Women’s urethras are more susceptible to bacteria entering the urinary tract, compared to men's.
– if you experience pelvic pain, groin pain, urgent or frequent urination, or burning when you urinate, you should consult a healthcare professional for diagnosis of a possible UTI.
Given the prominence of antibiotic resistance to Escherichia coli, implementing alternate strategies to reduce this exposure to antibiotics is essential to protecting yourself from antibiotic overuse.
The majority of UTIs are caused by this bacterium, and this bacterium is becoming increasingly resistant to commonly prescribed UTI antibiotics like Bactrim and Cipro.

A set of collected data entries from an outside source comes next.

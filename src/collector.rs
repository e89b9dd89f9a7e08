//! Item link collection on the section page
//!
//! The structured locator (`article h2 a`) is polled first; if it yields
//! nothing, every anchor whose `href` contains the section path is taken in
//! document order. Relative hrefs are resolved against the current URL.

use std::collections::HashSet;
use std::time::Duration;

use url::Url;

use crate::config::Config;
use crate::navigator::wait_for_elements;
use crate::session::{BrowserSession, ElementHandle, Locator};
use crate::utils::error::LinkCollectionError;

/// Structured item link on section pages
pub const ITEM_LINK_SELECTOR: &str = "article h2 a";

/// Which strategy produced the links
#[derive(Debug, Clone, Copy, PartialEq, Eq)]
pub enum LinkSource {
    Primary,
    AnchorScan,
}

/// Item URLs in page order, at most `target_count`
#[derive(Debug, Clone, PartialEq, Eq)]
pub struct CollectedLinks {
    pub urls: Vec<String>,
    pub source: LinkSource,
}

/// Harvests item links from the current page
#[derive(Debug, Clone)]
pub struct LinkCollector {
    target_count: usize,
    section_path: String,
    wait_timeout: Duration,
    poll_interval: Duration,
}

impl LinkCollector {
    pub fn new(
        target_count: usize,
        section_path: &str,
        wait_timeout: Duration,
        poll_interval: Duration,
    ) -> Self {
        Self {
            target_count,
            section_path: section_path.to_lowercase(),
            wait_timeout,
            poll_interval,
        }
    }

    pub fn from_config(config: &Config) -> Self {
        Self::new(
            config.scrape.target_count,
            &config.scrape.section_path,
            config.wait_timeout(),
            config.poll_interval(),
        )
    }

    /// Collect up to `target_count` item URLs from the section page
    pub async fn collect(
        &self,
        session: &dyn BrowserSession,
    ) -> Result<CollectedLinks, LinkCollectionError> {
        if self.target_count == 0 {
            return Ok(CollectedLinks {
                urls: Vec::new(),
                source: LinkSource::Primary,
            });
        }

        let base = session.current_url().await.ok();

        let primary = wait_for_elements(
            session,
            &Locator::css(ITEM_LINK_SELECTOR),
            self.wait_timeout,
            self.poll_interval,
        )
        .await;
        let urls = self.take_hrefs(session, &primary, base.as_deref(), |_| true).await;
        if !urls.is_empty() {
            tracing::debug!(session_id = %session.id(), count = urls.len(), "Collected item links");
            return Ok(CollectedLinks {
                urls,
                source: LinkSource::Primary,
            });
        }

        tracing::debug!(session_id = %session.id(), "Structured item links missing, scanning anchors");
        let anchors = session.find_all(&Locator::tag("a")).await.unwrap_or_default();
        let urls = self
            .take_hrefs(session, &anchors, base.as_deref(), |href| {
                href.to_lowercase().contains(&self.section_path)
            })
            .await;

        if urls.is_empty() {
            return Err(LinkCollectionError::NoLinks(
                base.unwrap_or_else(|| String::from("<unknown>")),
            ));
        }

        tracing::debug!(session_id = %session.id(), count = urls.len(), "Collected item links by anchor scan");
        Ok(CollectedLinks {
            urls,
            source: LinkSource::AnchorScan,
        })
    }

    async fn take_hrefs<F>(
        &self,
        session: &dyn BrowserSession,
        elements: &[ElementHandle],
        base: Option<&str>,
        keep: F,
    ) -> Vec<String>
    where
        F: Fn(&str) -> bool,
    {
        let mut seen = HashSet::new();
        let mut urls = Vec::new();

        for element in elements {
            if urls.len() >= self.target_count {
                break;
            }

            let Ok(Some(href)) = session.attribute(element, "href").await else {
                continue;
            };
            let href = href.trim();
            if href.is_empty() || !keep(href) {
                continue;
            }

            if let Some(url) = resolve_href(base, href) {
                if seen.insert(url.clone()) {
                    urls.push(url);
                }
            }
        }

        urls
    }
}

/// Resolve an `href` against the page URL; absolute hrefs pass through
pub fn resolve_href(base: Option<&str>, href: &str) -> Option<String> {
    if let Ok(url) = Url::parse(href) {
        return Some(url.to_string());
    }

    let base = Url::parse(base?).ok()?;
    base.join(href).ok().map(|url| url.to_string())
}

Aside from conventional wisdom towards prevention (increasing hydration with water throughout the day and gentle cleaning), cranberries often have the potential to alleviate symptoms or help prevent recurrence – but they must be in the form of an extract, not just the juice. Most store-shelf cranberry juices are also loaded with added sugars and won’t offer any sort of health benefit.
Recurring UTIs, while less common, are still a huge problem for a number of women and are often caused by the same pathogen. Do cranberries really work for UTIs? We’ll take a closer look at what the science says.
Cranberry Extract for Uncomplicated UTIs - What the Science Says
Cranberry extracts contain a compound known as ‘proanthocyanin or “tannin.” This reduces the adherence of E. coli within the urinary tract and the colonization of the bacteria.
Studies show that extracts can help to prevent recurrent UTIs, but that cranberry juice is of little benefit.
This is mainly due to the fact that there are not enough of the A-type proanthocyanins present in grocery store cranberry juice for it to be effective enough to stop bacteria from adhering to the walls of the bladder or urinary tract.
One scientific review from 2013 found that cranberry extracts were found to be protective against recurrent UTIs, in a PAC (proanthocyanin) dose-dependent manner.
You’ll typically want to look for 240 mg - 500 mg of cranberry extract per capsule, which contains ~15% PACs; 36 mg of PAC minimum in each capsule. Most brands won’t explicitly list the PAC content, so keep an eye out for the total mg of cranberry used per capsule.
Taking a supplement like D-Mannose in conjunction with cranberry extract can help ensure faster elimination of bacteria, and shows greater efficacy at preventing bacteria from adhering.
Given that cranberry extracts and unpasteurized cranberry juice products (with no added sugar) have no reported side effects and are of no harm, they offer a solution that is worth trying for any woman experiencing recurring UTIs.